======== RECORD SET

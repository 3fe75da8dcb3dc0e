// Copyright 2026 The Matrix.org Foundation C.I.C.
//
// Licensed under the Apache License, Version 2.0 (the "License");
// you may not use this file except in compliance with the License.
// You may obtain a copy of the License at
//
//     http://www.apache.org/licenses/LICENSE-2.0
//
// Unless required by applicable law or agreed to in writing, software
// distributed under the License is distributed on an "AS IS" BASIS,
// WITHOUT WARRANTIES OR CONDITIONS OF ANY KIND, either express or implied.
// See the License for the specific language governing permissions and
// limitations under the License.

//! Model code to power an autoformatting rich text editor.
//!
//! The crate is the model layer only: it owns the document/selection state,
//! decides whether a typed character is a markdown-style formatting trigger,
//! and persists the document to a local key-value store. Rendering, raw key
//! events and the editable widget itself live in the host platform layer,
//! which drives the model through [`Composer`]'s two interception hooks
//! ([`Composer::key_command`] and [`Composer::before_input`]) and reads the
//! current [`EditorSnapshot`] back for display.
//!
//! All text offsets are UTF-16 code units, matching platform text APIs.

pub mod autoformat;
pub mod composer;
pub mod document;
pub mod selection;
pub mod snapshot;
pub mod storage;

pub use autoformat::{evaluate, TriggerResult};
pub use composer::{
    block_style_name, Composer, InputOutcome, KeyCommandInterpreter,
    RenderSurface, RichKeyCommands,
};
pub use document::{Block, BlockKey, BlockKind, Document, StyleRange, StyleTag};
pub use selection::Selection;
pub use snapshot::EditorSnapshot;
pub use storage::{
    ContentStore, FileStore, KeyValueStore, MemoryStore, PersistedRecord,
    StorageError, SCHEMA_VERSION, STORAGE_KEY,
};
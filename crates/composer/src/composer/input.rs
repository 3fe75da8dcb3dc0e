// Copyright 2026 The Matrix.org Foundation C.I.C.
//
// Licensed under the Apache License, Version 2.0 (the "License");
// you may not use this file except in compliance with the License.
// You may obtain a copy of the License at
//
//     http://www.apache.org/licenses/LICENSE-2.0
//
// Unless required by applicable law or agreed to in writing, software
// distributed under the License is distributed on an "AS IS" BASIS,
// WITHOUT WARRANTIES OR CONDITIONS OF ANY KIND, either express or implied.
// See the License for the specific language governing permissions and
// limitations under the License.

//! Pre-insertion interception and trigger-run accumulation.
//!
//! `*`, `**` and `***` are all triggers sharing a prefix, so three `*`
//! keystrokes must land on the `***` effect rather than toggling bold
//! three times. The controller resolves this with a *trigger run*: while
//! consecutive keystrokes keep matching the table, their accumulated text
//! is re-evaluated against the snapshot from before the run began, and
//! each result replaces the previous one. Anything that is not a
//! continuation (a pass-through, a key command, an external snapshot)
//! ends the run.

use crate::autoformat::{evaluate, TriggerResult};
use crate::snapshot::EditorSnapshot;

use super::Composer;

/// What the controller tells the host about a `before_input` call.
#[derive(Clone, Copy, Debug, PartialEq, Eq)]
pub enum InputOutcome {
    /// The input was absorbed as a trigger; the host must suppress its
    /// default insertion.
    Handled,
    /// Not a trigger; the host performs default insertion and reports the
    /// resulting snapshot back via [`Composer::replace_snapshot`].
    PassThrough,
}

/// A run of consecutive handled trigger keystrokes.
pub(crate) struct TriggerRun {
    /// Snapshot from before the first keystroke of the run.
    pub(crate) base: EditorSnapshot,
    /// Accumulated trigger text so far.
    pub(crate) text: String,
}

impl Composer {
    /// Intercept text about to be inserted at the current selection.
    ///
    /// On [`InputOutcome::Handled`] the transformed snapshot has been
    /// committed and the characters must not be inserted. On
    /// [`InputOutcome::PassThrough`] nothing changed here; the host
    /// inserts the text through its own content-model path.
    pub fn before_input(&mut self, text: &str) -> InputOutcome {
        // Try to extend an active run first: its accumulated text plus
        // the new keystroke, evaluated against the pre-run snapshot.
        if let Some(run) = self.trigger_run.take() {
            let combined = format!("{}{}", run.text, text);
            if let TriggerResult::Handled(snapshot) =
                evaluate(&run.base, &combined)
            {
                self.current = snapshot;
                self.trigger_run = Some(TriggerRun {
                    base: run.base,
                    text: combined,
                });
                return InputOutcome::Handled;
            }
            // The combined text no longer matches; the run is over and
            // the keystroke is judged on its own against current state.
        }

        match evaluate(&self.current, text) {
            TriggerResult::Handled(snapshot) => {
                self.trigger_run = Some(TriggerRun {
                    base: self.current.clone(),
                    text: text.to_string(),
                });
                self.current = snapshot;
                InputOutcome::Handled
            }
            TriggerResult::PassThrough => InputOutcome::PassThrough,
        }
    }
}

================

### ASSIGNMENT
All lines of the entries above where "default" turns up should be reported.

### ANSWER BELOW
    /// default insertion.
    /// Not a trigger; the host performs default insertion and reports the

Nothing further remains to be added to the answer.